Я сказала, что слава имеет, видно, свои худые стороны.

– О, да! – весело подтвердила Анна Андреевна, – когда едешь в мягком ландо, под маленьким зонтиком, с большой собакой рядом на сиденье и все говорят: «вот Ахматова», – это одно. Но когда стоишь во дворе, под мокрым снегом, в очереди за селедками и пахнет селедками так пронзительно, что и туфли, и пальто будут пахнуть еще десять дней, и вдруг сзади кто-то произносит: «Свежо и остро пахли морем на блюде устрицы во льду»[251] – это совсем, совсем другое. Меня такое зло взяло, что я даже не оглянулась.

Я спросила, выздоровел ли Баранов и смотрел ли ее. (Она ведь собралась лечиться, лечь в больницу.)

– Не знаю. Но лечиться я больше не стану. Это слишком большого напряжения требует.

– Но вы же сами, Анна Андреевна, бранили меня и уверяли, что лежать в больнице даже приятно!

– А теперь я лечиться не буду. После отказа я решила не лечиться.

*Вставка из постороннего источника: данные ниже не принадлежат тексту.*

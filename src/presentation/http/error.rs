use axum::{
    Json,
    http::StatusCode,
    response::{IntoResponse, Response},
};
use serde::Serialize;
use utoipa::ToSchema;

use crate::application::ports::link_store::StoreError;

/// Error body shared by every endpoint.
#[derive(Debug, Serialize, ToSchema)]
pub struct ErrorBody {
    pub error: String,
}

#[derive(Debug)]
pub enum ApiError {
    BadRequest(String),
    MethodNotAllowed,
    Store(StoreError),
    /// Gist proxy failures keep GitHub's 401/403 status.
    Proxy(StoreError),
}

impl From<StoreError> for ApiError {
    fn from(err: StoreError) -> Self {
        ApiError::Store(err)
    }
}

impl ApiError {
    pub fn status(&self) -> StatusCode {
        match self {
            ApiError::BadRequest(_) => StatusCode::BAD_REQUEST,
            ApiError::MethodNotAllowed => StatusCode::METHOD_NOT_ALLOWED,
            ApiError::Proxy(StoreError::Auth { status, .. }) => {
                StatusCode::from_u16(*status).unwrap_or(StatusCode::INTERNAL_SERVER_ERROR)
            }
            ApiError::Store(err) | ApiError::Proxy(err) => match err {
                StoreError::Validation(_) => StatusCode::BAD_REQUEST,
                StoreError::NotFound(_) => StatusCode::NOT_FOUND,
                _ => StatusCode::INTERNAL_SERVER_ERROR,
            },
        }
    }

    fn message(&self) -> String {
        match self {
            ApiError::BadRequest(msg) => msg.clone(),
            ApiError::MethodNotAllowed => "Method not allowed".into(),
            ApiError::Store(err) | ApiError::Proxy(err) => err.to_string(),
        }
    }
}

impl IntoResponse for ApiError {
    fn into_response(self) -> Response {
        let status = self.status();
        let error = self.message();
        if status.is_server_error() {
            tracing::error!(status = status.as_u16(), error = %error, "request_failed");
        } else {
            tracing::debug!(status = status.as_u16(), error = %error, "request_rejected");
        }
        (status, Json(ErrorBody { error })).into_response()
    }
}

#[cfg(test)]
mod tests {
    use super::*;

    #[test]
    fn store_errors_map_to_status() {
        let auth = || StoreError::Auth {
            status: 403,
            message: "x".into(),
        };
        assert_eq!(ApiError::from(auth()).status().as_u16(), 500);
        assert_eq!(ApiError::Proxy(auth()).status().as_u16(), 403);

        let cases = [
            (StoreError::Validation("x".into()), 400),
            (StoreError::NotFound("x".into()), 404),
            (StoreError::Configuration("x".into()), 500),
            (StoreError::backend("failed", 502, "bad gateway"), 500),
        ];
        for (err, expected) in cases {
            assert_eq!(ApiError::from(err).status().as_u16(), expected);
        }
    }

    #[test]
    fn message_is_the_error_display() {
        let err = ApiError::from(StoreError::backend("failed to fetch links", 503, "down"));
        assert_eq!(err.message(), "failed to fetch links: 503 - down");
        assert_eq!(ApiError::MethodNotAllowed.message(), "Method not allowed");
    }
}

22 октября 40. Вечер. Анна Андреевна выглядит чуть получше и лежит в белом платье на своем диване. Встретила меня ласково, радостно. Показала мне неизданного Хлебникова, полученного ею только что в подарок от Николая Ивановича.

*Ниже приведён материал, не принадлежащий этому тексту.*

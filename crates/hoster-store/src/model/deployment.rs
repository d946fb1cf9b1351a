use std::collections::BTreeMap;
use std::fmt;

use chrono::{DateTime, Utc};
use hoster_core::resources::ResourceSpec;
use serde::{Deserialize, Serialize};

/// Deployment lifecycle states. Transition edges are enforced by
/// [`DeploymentStatus::can_transition_to`]; every persisted status change
/// goes through that check inside a transaction.
#[derive(Debug, Clone, Copy, PartialEq, Eq, Hash, Serialize, Deserialize)]
#[serde(rename_all = "lowercase")]
pub enum DeploymentStatus {
    Pending,
    Scheduled,
    Starting,
    Running,
    Stopping,
    Stopped,
    Failed,
    Deleted,
}

impl DeploymentStatus {
    /// The legal edges:
    ///
    /// ```text
    /// pending   → scheduled | failed | deleted
    /// scheduled → starting  | failed | deleted
    /// starting  → running   | failed
    /// running   → stopping  | failed
    /// stopping  → stopped   | failed
    /// stopped   → starting  | deleted
    /// failed    → starting  | deleted
    /// deleted   → (terminal)
    /// ```
    ///
    /// A transition to `failed` is additionally legal from any non-terminal
    /// state, so mid-flight errors can always be recorded.
    pub fn can_transition_to(self, to: DeploymentStatus) -> bool {
        use DeploymentStatus::{
            Deleted, Failed, Pending, Running, Scheduled, Starting, Stopped, Stopping,
        };
        if to == Failed {
            return !matches!(self, Deleted | Failed);
        }
        matches!(
            (self, to),
            (Pending, Scheduled)
                | (Pending, Deleted)
                | (Scheduled, Starting)
                | (Scheduled, Deleted)
                | (Starting, Running)
                | (Running, Stopping)
                | (Stopping, Stopped)
                | (Stopped, Starting)
                | (Stopped, Deleted)
                | (Failed, Starting)
                | (Failed, Deleted)
        )
    }

    /// The ordered intermediate states a start request traverses from this
    /// status, ending at `starting`. `None` when starting is not allowed.
    /// The path is applied one persisted transition at a time so monitors
    /// observe every intermediate state.
    pub fn start_path(self) -> Option<&'static [DeploymentStatus]> {
        match self {
            DeploymentStatus::Pending => {
                Some(&[DeploymentStatus::Scheduled, DeploymentStatus::Starting])
            }
            DeploymentStatus::Stopped | DeploymentStatus::Failed => {
                Some(&[DeploymentStatus::Starting])
            }
            _ => None,
        }
    }

    pub fn can_stop(self) -> bool {
        self == DeploymentStatus::Running
    }

    pub fn is_terminal(self) -> bool {
        self == DeploymentStatus::Deleted
    }

    /// Counts against node capacity: not deleted, not failed.
    pub fn reserves_capacity(self) -> bool {
        !matches!(self, DeploymentStatus::Deleted | DeploymentStatus::Failed)
    }
}

impl fmt::Display for DeploymentStatus {
    fn fmt(&self, f: &mut fmt::Formatter<'_>) -> fmt::Result {
        let s = match self {
            DeploymentStatus::Pending => "pending",
            DeploymentStatus::Scheduled => "scheduled",
            DeploymentStatus::Starting => "starting",
            DeploymentStatus::Running => "running",
            DeploymentStatus::Stopping => "stopping",
            DeploymentStatus::Stopped => "stopped",
            DeploymentStatus::Failed => "failed",
            DeploymentStatus::Deleted => "deleted",
        };
        f.write_str(s)
    }
}

/// Whether a domain was generated by the system or supplied by the customer.
#[derive(Debug, Clone, Copy, PartialEq, Eq, Serialize, Deserialize)]
#[serde(rename_all = "lowercase")]
pub enum DomainKind {
    Auto,
    Custom,
}

#[derive(Debug, Clone, Copy, PartialEq, Eq, Serialize, Deserialize)]
#[serde(rename_all = "lowercase")]
pub enum VerificationStatus {
    Pending,
    Verified,
    Failed,
}

/// One entry of a deployment's ordered domain list. The first entry is the
/// primary domain. Persisted as JSON with `hostname` at the top level so the
/// store can query it with `json_each()`.
#[derive(Debug, Clone, PartialEq, Serialize, Deserialize)]
pub struct DeploymentDomain {
    pub hostname: String,
    pub kind: DomainKind,
    pub verification_status: VerificationStatus,
    /// Which method verified it, `"A"` or `"CNAME"`.
    #[serde(default, skip_serializing_if = "Option::is_none")]
    pub verified_method: Option<String>,
    #[serde(default, skip_serializing_if = "Option::is_none")]
    pub verified_at: Option<DateTime<Utc>>,
    #[serde(default, skip_serializing_if = "Option::is_none")]
    pub last_checked_at: Option<DateTime<Utc>>,
    #[serde(default, skip_serializing_if = "Option::is_none")]
    pub last_check_error: Option<String>,
}

impl DeploymentDomain {
    /// An auto-domain is born verified; nobody else controls the base zone.
    pub fn auto(hostname: impl Into<String>, now: DateTime<Utc>) -> Self {
        Self {
            hostname: hostname.into(),
            kind: DomainKind::Auto,
            verification_status: VerificationStatus::Verified,
            verified_method: None,
            verified_at: Some(now),
            last_checked_at: None,
            last_check_error: None,
        }
    }

    pub fn custom(hostname: impl Into<String>) -> Self {
        Self {
            hostname: hostname.into(),
            kind: DomainKind::Custom,
            verification_status: VerificationStatus::Pending,
            verified_method: None,
            verified_at: None,
            last_checked_at: None,
            last_check_error: None,
        }
    }
}

/// A container created for one service of a deployment.
#[derive(Debug, Clone, PartialEq, Serialize, Deserialize)]
pub struct DeploymentContainer {
    pub service_name: String,
    pub container_id: String,
    pub status: String,
}

/// A customer-owned instance of a template.
#[derive(Debug, Clone, PartialEq, Serialize, Deserialize)]
pub struct Deployment {
    pub id: i64,
    pub reference_id: String,
    pub customer_id: i64,
    pub template_id: i64,
    /// Reference-ID alternative to `template_id`; resolved by the store when
    /// `template_id` is zero.
    #[serde(default, skip_serializing_if = "String::is_empty")]
    pub template_ref: String,
    /// Template version captured at create time. Later template publishes do
    /// not retroactively change a deployment.
    pub template_version: String,
    /// DNS-safe: `^[a-z][a-z0-9-]{0,62}$`.
    pub name: String,
    #[serde(default)]
    pub variables: BTreeMap<String, String>,
    /// Ordered; first is primary.
    #[serde(default)]
    pub domains: Vec<DeploymentDomain>,
    #[serde(default)]
    pub containers: Vec<DeploymentContainer>,
    pub node_id: Option<i64>,
    pub proxy_port: Option<u16>,
    /// Actual reservation, captured from the template at create time.
    pub resources: ResourceSpec,
    pub status: DeploymentStatus,
    #[serde(default, skip_serializing_if = "Option::is_none")]
    pub error_message: Option<String>,
    pub created_at: DateTime<Utc>,
    pub updated_at: DateTime<Utc>,
}

impl Deployment {
    pub fn primary_domain(&self) -> Option<&DeploymentDomain> {
        self.domains.first()
    }

    pub fn auto_domain(&self) -> Option<&str> {
        self.domains
            .iter()
            .find(|d| d.kind == DomainKind::Auto)
            .map(|d| d.hostname.as_str())
    }

    pub fn domain(&self, hostname: &str) -> Option<&DeploymentDomain> {
        self.domains.iter().find(|d| d.hostname == hostname)
    }

    pub fn domain_mut(&mut self, hostname: &str) -> Option<&mut DeploymentDomain> {
        self.domains.iter_mut().find(|d| d.hostname == hostname)
    }

    /// Validates the deployment name rule.
    pub fn name_is_valid(name: &str) -> bool {
        let mut bytes = name.bytes();
        let Some(first) = bytes.next() else {
            return false;
        };
        first.is_ascii_lowercase()
            && name.len() <= 63
            && bytes.all(|b| b.is_ascii_lowercase() || b.is_ascii_digit() || b == b'-')
    }
}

– Прекрасная работа, блестящая. Но знаете, что: я прихожу к убеждению, все более и более, что история литературы – это такие все мнимости! Вот даже тут, в прекрасной работе Николая Ивановича, это видно. Хлебников поносит Сологуба, Арцыбашева, Блока. Николай Иванович разъясняет, что это, мол, была борьба с символистами. Вздор! Какой же Арцыбашев символист? И никакой осознанной борьбы с символизмом у Хлебникова вовсе не было. Они боролись со всеми известными тогда людьми, чтобы место расчистить… Тут от Хлебникова и Корнею Ивановичу достается. И это, конечно, тоже в плане борьбы с известностью. Возьмите Маяковского. Теперь вот говорят и пишут, что он любил мои стихи. А публично он всегда ругал меня… Им надо было вырубить лес, и они вырубали вершинки повыше.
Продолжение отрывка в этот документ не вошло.